Dehydrating, or drying is a simple and effective way to preserve your home-grown food. Basically, this process involves removing the water from the food to prevent it from spoiling. This ancient method of preserving food was used long before humans even began recording their history. Ancient cultures would develop techniques for drying everything from fish and wild game to berries or other foraged foods. Many times, they relied on the sun’s energy or heat from their fires to remove the moisture from their foods so they could have it on hand during lean times, such as throughout the winter.

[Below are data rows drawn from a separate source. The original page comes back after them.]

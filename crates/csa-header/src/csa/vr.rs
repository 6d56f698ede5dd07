//! Value-representation driven item conversion.
//!
//! CSA stores every item as text; the VR only tells how that text should be
//! read. VRs missing from the table pass through as text without validation.

use crate::value::Value;

/// Parses one item's text; `None` means the text is not a valid number.
pub type Converter = fn(&str) -> Option<Value>;

static VR_CONVERTERS: [(&str, Converter); 8] = [
    ("FL", parse_float),
    ("FD", parse_float),
    ("DS", parse_float),
    ("SS", parse_int),
    ("US", parse_int),
    ("SL", parse_int),
    ("UL", parse_int),
    ("IS", parse_int),
];

/// Look up the converter for `vr`, if the VR is numeric.
///
/// # Examples
/// ```
/// use csa_header::csa::vr::converter_for;
/// use csa_header::Value;
///
/// let convert = converter_for("IS").unwrap();
/// assert_eq!(convert(" 42 "), Some(Value::Int(42)));
/// assert!(converter_for("LO").is_none());
/// ```
pub fn converter_for(vr: &str) -> Option<Converter> {
    VR_CONVERTERS
        .iter()
        .find(|(code, _)| *code == vr)
        .map(|&(_, converter)| converter)
}

fn parse_float(text: &str) -> Option<Value> {
    text.trim().parse::<f64>().ok().map(Value::Float)
}

fn parse_int(text: &str) -> Option<Value> {
    text.trim().parse::<i64>().ok().map(Value::Int)
}
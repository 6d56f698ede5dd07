//! CSA text and padding conventions.

use super::layout;

/// Truncate `bytes` at the first NUL, or return them unchanged if none.
pub fn strip_to_null(bytes: &[u8]) -> &[u8] {
    match bytes.iter().position(|&b| b == 0) {
        Some(end) => &bytes[..end],
        None => bytes,
    }
}

/// Decode single-byte Latin-1 text; every byte maps to the code point of
/// the same value, so decoding cannot fail.
pub fn decode_latin1(bytes: &[u8]) -> String {
    bytes.iter().map(|&b| char::from(b)).collect()
}

/// NUL-truncated Latin-1 string, as stored in tag names, VRs and items.
///
/// # Examples
/// ```
/// use csa_header::csa::reader::read_csa_string;
///
/// assert_eq!(read_csa_string(b"IS\0\0"), "IS");
/// assert_eq!(read_csa_string(b"caf\xe9"), "caf\u{e9}");
/// ```
pub fn read_csa_string(bytes: &[u8]) -> String {
    decode_latin1(strip_to_null(bytes))
}

/// Bytes needed after an item of `item_len` bytes to reach the next
/// alignment boundary.
pub fn padding_for(item_len: usize) -> usize {
    match item_len % layout::BYTE_ALIGNMENT {
        0 => 0,
        remainder => layout::BYTE_ALIGNMENT - remainder,
    }
}
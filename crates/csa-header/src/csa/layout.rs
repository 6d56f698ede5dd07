//! CSA wire-format constants (source of truth for magic values and record
//! shapes). All multi-byte fields are little-endian.

/// Marker at offset 0 identifying a type 2 header.
pub const TYPE_2_IDENTIFIER: &[u8; 4] = b"SV10";
/// Type 2 prefix: marker plus four reserved bytes.
pub const TYPE_2_PREFIX_LEN: usize = 8;

/// Tag count followed by a reserved word.
pub const PREFIX_FORMAT: &str = "2I";
/// Name, VM, VR, SyngoDT, item count, check bit.
pub const TAG_FORMAT: &str = "64si4s3i";
pub const TAG_RECORD_LEN: usize = 84;
/// Four length words preceding each item value.
pub const ITEM_FORMAT: &str = "4i";
pub const ITEM_RECORD_LEN: usize = 16;

pub const NAME_LEN: usize = 64;
pub const VR_LEN: usize = 4;

pub const VALID_CHECK_BIT_VALUES: [i32; 2] = [77, 205];

/// Item values are padded to this boundary.
pub const BYTE_ALIGNMENT: usize = 4;

/// Tag index whose item count becomes the type 1 length reference.
pub const TYPE_1_REFERENCE_TAG_INDEX: u32 = 1;

/// Tags whose text value is an ASCCONV protocol dump.
pub const ASCII_HEADER_TAGS: &[&str] = &["MrPhoenixProtocol"];
/// String delimiter used by Siemens protocol dumps.
pub const ASCCONV_STRING_DELIMITER: &str = "\"\"";
//! Synthetic CSA header builder shared by the integration tests.
#![allow(dead_code)]

use csa_header::CsaType;

pub const CHECK_BIT: i32 = 77;

#[derive(Debug, Clone)]
pub struct ItemSpec {
    data: Vec<u8>,
    length: Option<i32>,
}

impl ItemSpec {
    pub fn text(text: &str) -> Self {
        Self::bytes(text.as_bytes())
    }

    /// Text stored NUL-terminated, the way scanners write item values.
    pub fn c_text(text: &str) -> Self {
        let mut data = text.as_bytes().to_vec();
        data.push(0);
        Self { data, length: None }
    }

    pub fn bytes(data: &[u8]) -> Self {
        Self {
            data: data.to_vec(),
            length: None,
        }
    }

    pub fn empty() -> Self {
        Self::bytes(b"")
    }

    /// Declare a length that differs from the stored data.
    pub fn with_length(mut self, length: i32) -> Self {
        self.length = Some(length);
        self
    }

    fn declared_length(&self) -> i32 {
        self.length.unwrap_or(self.data.len() as i32)
    }
}

#[derive(Debug, Clone)]
pub struct TagSpec {
    name: String,
    vr: String,
    vm: i32,
    n_items: Option<i32>,
    check_bit: i32,
    items: Vec<ItemSpec>,
}

impl TagSpec {
    pub fn new(name: &str, vr: &str, vm: i32) -> Self {
        Self {
            name: name.to_string(),
            vr: vr.to_string(),
            vm,
            n_items: None,
            check_bit: CHECK_BIT,
            items: Vec::new(),
        }
    }

    pub fn item(mut self, item: ItemSpec) -> Self {
        self.items.push(item);
        self
    }

    pub fn text_item(self, text: &str) -> Self {
        self.item(ItemSpec::text(text))
    }

    /// Override the declared item count (defaults to the number of items).
    pub fn n_items(mut self, n_items: i32) -> Self {
        self.n_items = Some(n_items);
        self
    }

    pub fn check_bit(mut self, check_bit: i32) -> Self {
        self.check_bit = check_bit;
        self
    }

    fn declared_items(&self) -> i32 {
        self.n_items.unwrap_or(self.items.len() as i32)
    }
}

/// Serialize `tags` as a CSA header of the given variant.
///
/// Type 1 item lengths are written relative to the declared item count of
/// the second tag, which is how the decoder recovers them.
pub fn build(csa_type: CsaType, tags: &[TagSpec]) -> Vec<u8> {
    let mut out = Vec::new();
    if csa_type == CsaType::Type2 {
        out.extend_from_slice(b"SV10");
        out.extend_from_slice(&[4, 3, 2, 1]);
    }
    out.extend_from_slice(&(tags.len() as u32).to_le_bytes());
    out.extend_from_slice(&(CHECK_BIT as u32).to_le_bytes());

    let reference = tags.get(1).map_or(0, TagSpec::declared_items);
    for tag in tags {
        write_tag_record(&mut out, tag);
        for item in &tag.items {
            let length = item.declared_length();
            let x0 = match csa_type {
                CsaType::Type1 => length + reference,
                CsaType::Type2 => length,
            };
            for word in [x0, length, CHECK_BIT, length] {
                out.extend_from_slice(&word.to_le_bytes());
            }
            out.extend_from_slice(&item.data);
            out.resize(out.len() + padding(item.data.len()), 0);
        }
    }
    out
}

pub fn type_2(tags: &[TagSpec]) -> Vec<u8> {
    build(CsaType::Type2, tags)
}

pub fn type_1(tags: &[TagSpec]) -> Vec<u8> {
    build(CsaType::Type1, tags)
}

fn write_tag_record(out: &mut Vec<u8>, tag: &TagSpec) {
    out.extend_from_slice(&fixed(&tag.name, 64));
    out.extend_from_slice(&tag.vm.to_le_bytes());
    out.extend_from_slice(&fixed(&tag.vr, 4));
    out.extend_from_slice(&0i32.to_le_bytes());
    out.extend_from_slice(&tag.declared_items().to_le_bytes());
    out.extend_from_slice(&tag.check_bit.to_le_bytes());
}

fn fixed(text: &str, len: usize) -> Vec<u8> {
    let mut bytes = text.as_bytes().to_vec();
    bytes.resize(len, 0);
    bytes
}

fn padding(len: usize) -> usize {
    (4 - len % 4) % 4
}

Advantages of Preserving Food by Dehydrating

Dehydrated food is less likely to spoil because most microorganisms that cause spoilage need water in order to grow. Once dried, foods can last for a long time if they are stored in a dry, cool place out of direct sunlight. Dehydrated foods don’t require a freezer or any electricity for storage. And, since dried food is lighter and more compact, it takes up a fraction of the space of canned goods.

One of my favorite things about dehydrating foods for storage is that some things take on entirely different flavors when they’re dried. For example, tomatoes can be turned into delicious sun-dried tomatoes by dehydrating. Or, grapes can become raisins, fruit purees can be turned into fruit leather, plums become prunes, and so on.

Methods of Dehydrating

There are many ways to dry food for storage, and many of them don’t require electricity. Some things can simply be hung to dry, especially herbs. Fruits and grains are often spread out on blankets or screens in the sun to dry. Smokers are commonly used to dry meat and fish. If the temperature setting on your oven goes low enough, you can even dehydrate some foods right on your oven racks. I also know some folks who dehydrate foods in their solar oven, although I haven’t yet tried this method myself.

We dry most of our produce, herbs, and edible flowers in an electric dehydrator because our climate is very humid. The excessive humidity can lead to issues with mold, so it’s better to be safe than sorry. Electric dehydrators use a fan to circulate heated air across the food, drying it out quickly to retain nutrients and flavor. The best electric dehydrators have a thermostat that allows you to adjust your temperature settings. In general, low temperatures are best for herbs and flowers, medium temperatures for fruits and vegetables, and higher temperatures should be used for meat and fish.

Preparing Foods for Dehydrating

Dehydrating is a pretty simple process. Fruits, vegetables, and herbs should be washed before dehydrating. I like to leave herbs right on their stems when I dehydrate them. The leaves are easy to pull off after they’re dry. For most other foods, you will need to cut it into uniform pieces before you place it in the dehydrator. Some vegetables need to be blanched before they go into the dehydrator to preserve their color and flavor. Fruits can be dipped in a solution of lemon juice or citric acid to prevent browning. If you are going to be drying meat, the fat must be trimmed off first to prevent spoilage.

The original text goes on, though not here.